Could you find each line of the data below that contains the word "processed" and copy those lines?
━━━
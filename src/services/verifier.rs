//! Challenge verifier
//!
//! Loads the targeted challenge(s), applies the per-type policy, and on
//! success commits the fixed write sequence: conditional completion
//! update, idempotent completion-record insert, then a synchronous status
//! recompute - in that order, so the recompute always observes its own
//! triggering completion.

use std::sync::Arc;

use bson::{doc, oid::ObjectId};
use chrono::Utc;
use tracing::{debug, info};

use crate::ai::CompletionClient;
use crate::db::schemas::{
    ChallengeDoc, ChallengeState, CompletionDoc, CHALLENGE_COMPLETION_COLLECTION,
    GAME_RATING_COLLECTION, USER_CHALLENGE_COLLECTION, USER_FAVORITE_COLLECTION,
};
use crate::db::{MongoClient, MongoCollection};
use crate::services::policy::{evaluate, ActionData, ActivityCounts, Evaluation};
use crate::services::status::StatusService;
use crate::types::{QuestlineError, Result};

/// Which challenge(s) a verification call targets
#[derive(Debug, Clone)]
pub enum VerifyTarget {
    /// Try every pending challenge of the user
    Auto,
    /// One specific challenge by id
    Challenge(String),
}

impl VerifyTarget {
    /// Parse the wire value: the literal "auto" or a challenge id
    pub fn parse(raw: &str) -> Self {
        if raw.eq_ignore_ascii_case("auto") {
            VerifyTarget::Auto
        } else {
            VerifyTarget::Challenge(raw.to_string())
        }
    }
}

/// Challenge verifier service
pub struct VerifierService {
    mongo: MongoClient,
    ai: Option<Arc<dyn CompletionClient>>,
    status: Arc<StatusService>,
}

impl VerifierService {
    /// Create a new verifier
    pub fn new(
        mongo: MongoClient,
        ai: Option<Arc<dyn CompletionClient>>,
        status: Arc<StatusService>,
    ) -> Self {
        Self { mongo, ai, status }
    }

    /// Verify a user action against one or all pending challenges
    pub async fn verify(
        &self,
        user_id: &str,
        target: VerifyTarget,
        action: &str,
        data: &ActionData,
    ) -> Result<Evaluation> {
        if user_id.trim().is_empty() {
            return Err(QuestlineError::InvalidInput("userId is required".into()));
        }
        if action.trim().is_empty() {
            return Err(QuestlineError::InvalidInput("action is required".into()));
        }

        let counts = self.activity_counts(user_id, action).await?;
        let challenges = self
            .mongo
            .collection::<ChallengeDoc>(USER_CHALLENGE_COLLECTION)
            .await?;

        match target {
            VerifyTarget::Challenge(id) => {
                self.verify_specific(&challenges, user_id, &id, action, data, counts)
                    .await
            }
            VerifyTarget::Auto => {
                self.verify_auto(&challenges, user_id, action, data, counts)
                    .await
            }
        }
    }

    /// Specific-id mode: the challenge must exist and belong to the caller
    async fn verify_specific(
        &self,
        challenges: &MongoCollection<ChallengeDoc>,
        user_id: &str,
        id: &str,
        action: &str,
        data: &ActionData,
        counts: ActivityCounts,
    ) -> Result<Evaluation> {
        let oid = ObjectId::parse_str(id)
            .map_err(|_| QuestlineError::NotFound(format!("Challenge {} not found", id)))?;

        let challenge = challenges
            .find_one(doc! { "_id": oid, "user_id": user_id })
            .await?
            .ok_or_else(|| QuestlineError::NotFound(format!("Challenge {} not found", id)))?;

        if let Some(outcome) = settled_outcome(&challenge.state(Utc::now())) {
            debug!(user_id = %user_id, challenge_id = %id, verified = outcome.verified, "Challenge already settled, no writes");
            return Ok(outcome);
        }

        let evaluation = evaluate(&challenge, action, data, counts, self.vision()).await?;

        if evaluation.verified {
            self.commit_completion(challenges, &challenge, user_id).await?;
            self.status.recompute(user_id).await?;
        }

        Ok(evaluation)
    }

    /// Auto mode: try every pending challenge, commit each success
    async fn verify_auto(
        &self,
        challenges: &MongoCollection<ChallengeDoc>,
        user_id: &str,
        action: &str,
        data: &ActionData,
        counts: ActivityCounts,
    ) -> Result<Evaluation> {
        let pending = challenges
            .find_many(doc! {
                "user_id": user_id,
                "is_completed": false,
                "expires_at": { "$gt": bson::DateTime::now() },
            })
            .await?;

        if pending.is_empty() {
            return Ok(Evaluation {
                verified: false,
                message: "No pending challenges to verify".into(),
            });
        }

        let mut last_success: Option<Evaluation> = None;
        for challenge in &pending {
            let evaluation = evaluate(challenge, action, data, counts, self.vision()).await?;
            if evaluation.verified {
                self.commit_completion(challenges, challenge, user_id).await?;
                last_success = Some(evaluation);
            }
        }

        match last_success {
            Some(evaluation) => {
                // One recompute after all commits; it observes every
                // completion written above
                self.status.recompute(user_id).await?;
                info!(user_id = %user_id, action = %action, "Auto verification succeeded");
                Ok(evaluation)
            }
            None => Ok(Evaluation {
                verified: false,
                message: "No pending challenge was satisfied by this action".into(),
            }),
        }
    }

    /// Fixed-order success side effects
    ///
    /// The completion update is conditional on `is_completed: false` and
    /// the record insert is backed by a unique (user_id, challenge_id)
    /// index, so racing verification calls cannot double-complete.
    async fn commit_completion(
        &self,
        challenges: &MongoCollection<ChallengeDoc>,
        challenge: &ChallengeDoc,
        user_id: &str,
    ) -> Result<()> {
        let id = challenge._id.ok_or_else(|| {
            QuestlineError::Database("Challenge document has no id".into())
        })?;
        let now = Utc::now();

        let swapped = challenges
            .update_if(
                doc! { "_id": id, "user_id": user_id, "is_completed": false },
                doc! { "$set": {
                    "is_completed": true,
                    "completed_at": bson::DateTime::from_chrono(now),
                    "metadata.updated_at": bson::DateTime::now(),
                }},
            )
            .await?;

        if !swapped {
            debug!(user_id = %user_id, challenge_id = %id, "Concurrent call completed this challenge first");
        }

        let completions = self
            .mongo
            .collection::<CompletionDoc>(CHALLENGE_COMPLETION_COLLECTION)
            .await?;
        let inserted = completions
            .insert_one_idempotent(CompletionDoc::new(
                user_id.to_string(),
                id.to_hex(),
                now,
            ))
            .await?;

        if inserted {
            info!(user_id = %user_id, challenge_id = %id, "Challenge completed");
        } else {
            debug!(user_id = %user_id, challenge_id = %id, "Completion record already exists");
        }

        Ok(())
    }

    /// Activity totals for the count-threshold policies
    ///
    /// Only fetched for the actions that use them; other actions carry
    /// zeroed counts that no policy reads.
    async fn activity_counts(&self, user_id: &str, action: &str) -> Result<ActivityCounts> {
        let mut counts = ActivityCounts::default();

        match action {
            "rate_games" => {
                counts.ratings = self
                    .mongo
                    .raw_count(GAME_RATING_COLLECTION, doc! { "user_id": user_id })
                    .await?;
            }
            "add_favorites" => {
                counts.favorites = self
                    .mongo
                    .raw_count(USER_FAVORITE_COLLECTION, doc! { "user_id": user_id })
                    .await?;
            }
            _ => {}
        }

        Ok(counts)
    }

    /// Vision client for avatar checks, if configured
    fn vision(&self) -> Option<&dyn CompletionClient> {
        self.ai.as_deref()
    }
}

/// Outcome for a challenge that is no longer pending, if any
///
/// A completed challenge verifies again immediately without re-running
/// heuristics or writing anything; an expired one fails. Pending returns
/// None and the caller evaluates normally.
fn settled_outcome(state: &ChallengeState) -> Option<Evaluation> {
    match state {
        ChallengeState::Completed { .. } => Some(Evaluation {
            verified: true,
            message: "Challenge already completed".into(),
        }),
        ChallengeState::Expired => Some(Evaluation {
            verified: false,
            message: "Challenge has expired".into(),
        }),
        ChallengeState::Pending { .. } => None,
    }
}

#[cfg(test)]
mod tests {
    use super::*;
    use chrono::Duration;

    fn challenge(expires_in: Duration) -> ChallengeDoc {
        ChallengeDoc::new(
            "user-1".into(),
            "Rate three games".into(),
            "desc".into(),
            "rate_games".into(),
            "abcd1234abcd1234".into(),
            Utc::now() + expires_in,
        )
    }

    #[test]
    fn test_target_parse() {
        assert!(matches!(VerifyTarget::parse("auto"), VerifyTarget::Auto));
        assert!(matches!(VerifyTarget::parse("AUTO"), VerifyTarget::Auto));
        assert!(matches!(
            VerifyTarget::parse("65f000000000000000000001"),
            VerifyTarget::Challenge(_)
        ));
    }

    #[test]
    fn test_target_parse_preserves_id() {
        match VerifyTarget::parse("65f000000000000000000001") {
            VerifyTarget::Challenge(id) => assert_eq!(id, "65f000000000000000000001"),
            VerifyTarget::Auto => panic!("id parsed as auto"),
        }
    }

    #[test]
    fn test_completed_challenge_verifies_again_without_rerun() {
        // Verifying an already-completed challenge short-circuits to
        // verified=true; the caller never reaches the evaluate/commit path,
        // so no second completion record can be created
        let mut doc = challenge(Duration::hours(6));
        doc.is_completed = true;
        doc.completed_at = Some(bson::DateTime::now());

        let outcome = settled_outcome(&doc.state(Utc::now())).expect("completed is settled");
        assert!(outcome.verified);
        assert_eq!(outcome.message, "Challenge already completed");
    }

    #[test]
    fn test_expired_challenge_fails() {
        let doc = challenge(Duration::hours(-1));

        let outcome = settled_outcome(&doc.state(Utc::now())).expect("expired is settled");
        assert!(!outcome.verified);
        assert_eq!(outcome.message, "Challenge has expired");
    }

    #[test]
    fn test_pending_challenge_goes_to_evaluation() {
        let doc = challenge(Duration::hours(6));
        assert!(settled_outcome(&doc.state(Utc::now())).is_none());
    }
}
━━━
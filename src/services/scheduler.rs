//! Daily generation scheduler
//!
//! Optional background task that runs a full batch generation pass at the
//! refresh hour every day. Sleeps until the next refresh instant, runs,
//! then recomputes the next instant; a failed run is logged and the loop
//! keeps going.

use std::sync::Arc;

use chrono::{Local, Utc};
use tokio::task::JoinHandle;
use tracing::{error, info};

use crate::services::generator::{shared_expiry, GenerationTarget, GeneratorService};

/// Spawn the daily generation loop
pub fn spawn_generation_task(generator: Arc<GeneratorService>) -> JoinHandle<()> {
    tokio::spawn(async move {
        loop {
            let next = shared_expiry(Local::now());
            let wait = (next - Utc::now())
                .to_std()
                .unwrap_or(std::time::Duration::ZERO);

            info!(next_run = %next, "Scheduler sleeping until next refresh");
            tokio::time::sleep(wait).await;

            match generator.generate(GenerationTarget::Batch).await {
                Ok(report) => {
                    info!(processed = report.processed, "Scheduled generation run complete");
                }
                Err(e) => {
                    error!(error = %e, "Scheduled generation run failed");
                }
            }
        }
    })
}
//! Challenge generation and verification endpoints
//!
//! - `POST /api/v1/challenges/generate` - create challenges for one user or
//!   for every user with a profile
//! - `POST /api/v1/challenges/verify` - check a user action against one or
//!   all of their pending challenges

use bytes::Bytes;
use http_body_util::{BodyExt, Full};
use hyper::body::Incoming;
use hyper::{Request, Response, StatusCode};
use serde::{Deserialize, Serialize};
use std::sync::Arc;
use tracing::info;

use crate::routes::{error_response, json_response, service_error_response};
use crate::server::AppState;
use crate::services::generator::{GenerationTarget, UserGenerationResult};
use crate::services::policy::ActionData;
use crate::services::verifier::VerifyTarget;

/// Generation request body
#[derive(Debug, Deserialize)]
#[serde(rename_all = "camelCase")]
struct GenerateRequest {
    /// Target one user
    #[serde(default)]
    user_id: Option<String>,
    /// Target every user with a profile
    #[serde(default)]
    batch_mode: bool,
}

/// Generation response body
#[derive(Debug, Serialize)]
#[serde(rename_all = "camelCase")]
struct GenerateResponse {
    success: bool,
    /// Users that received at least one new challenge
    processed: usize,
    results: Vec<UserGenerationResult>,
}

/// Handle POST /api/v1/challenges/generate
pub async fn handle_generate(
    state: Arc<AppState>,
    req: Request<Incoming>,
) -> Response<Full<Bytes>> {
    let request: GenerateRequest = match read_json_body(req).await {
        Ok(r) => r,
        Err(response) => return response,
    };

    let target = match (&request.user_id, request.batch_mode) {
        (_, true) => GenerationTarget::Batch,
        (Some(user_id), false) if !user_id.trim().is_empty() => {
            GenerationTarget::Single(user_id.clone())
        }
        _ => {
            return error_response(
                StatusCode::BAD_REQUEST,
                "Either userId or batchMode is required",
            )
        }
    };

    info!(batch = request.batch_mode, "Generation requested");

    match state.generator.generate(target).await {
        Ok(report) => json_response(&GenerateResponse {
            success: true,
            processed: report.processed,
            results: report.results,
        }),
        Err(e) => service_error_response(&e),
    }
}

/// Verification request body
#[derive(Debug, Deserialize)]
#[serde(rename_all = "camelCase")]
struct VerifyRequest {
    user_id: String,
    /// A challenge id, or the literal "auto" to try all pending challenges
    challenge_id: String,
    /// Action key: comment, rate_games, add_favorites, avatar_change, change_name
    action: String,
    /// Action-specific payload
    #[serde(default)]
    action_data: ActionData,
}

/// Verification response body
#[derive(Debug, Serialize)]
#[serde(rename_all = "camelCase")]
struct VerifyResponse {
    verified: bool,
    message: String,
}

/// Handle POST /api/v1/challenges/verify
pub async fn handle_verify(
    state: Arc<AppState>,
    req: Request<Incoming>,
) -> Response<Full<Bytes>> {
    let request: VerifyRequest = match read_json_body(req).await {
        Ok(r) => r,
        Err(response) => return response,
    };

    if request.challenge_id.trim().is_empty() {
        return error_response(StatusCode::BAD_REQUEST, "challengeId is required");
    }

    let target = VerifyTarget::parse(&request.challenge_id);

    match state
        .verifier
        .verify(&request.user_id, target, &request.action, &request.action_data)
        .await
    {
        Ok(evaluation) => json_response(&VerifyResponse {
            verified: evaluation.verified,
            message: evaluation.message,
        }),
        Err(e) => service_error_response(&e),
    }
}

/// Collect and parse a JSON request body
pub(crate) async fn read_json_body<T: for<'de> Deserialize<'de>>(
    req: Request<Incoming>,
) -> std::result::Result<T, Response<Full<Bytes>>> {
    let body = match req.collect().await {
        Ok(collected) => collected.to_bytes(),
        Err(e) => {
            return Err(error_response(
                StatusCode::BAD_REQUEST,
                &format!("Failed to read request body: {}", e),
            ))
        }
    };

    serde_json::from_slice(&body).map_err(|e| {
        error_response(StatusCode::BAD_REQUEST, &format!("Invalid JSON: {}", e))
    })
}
━━━
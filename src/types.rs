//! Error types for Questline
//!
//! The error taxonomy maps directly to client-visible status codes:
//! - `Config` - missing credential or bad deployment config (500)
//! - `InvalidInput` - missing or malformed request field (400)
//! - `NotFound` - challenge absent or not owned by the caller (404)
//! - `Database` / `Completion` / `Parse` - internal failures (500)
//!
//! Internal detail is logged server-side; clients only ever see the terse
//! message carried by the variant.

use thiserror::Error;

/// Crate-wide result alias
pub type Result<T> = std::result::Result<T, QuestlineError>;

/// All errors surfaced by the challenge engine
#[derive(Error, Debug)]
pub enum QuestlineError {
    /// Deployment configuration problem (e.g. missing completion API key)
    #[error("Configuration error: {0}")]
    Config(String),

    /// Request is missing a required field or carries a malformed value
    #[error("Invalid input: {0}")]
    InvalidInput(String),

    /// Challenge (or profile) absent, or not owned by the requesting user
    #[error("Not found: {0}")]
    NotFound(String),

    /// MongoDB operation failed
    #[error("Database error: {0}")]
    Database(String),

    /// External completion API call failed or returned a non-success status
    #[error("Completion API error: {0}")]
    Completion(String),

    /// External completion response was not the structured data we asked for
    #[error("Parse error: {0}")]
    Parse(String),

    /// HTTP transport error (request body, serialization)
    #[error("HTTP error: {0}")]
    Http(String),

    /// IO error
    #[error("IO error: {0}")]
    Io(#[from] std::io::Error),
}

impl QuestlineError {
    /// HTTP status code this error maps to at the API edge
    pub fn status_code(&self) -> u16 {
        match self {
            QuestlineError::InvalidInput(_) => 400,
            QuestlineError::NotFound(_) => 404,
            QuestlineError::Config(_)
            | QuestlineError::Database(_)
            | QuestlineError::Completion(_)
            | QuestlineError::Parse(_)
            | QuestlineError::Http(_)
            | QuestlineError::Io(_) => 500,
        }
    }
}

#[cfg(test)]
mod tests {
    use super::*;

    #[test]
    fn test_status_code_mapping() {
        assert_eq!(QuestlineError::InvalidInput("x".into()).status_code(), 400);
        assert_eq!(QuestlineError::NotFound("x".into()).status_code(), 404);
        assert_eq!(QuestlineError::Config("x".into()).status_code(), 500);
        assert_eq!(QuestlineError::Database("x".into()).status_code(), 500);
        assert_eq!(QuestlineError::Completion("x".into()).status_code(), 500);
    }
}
━━━
[SOLUTION BELOW]
                    info!(processed = report.processed, "Scheduled generation run complete");
    processed: usize,
            processed: report.processed,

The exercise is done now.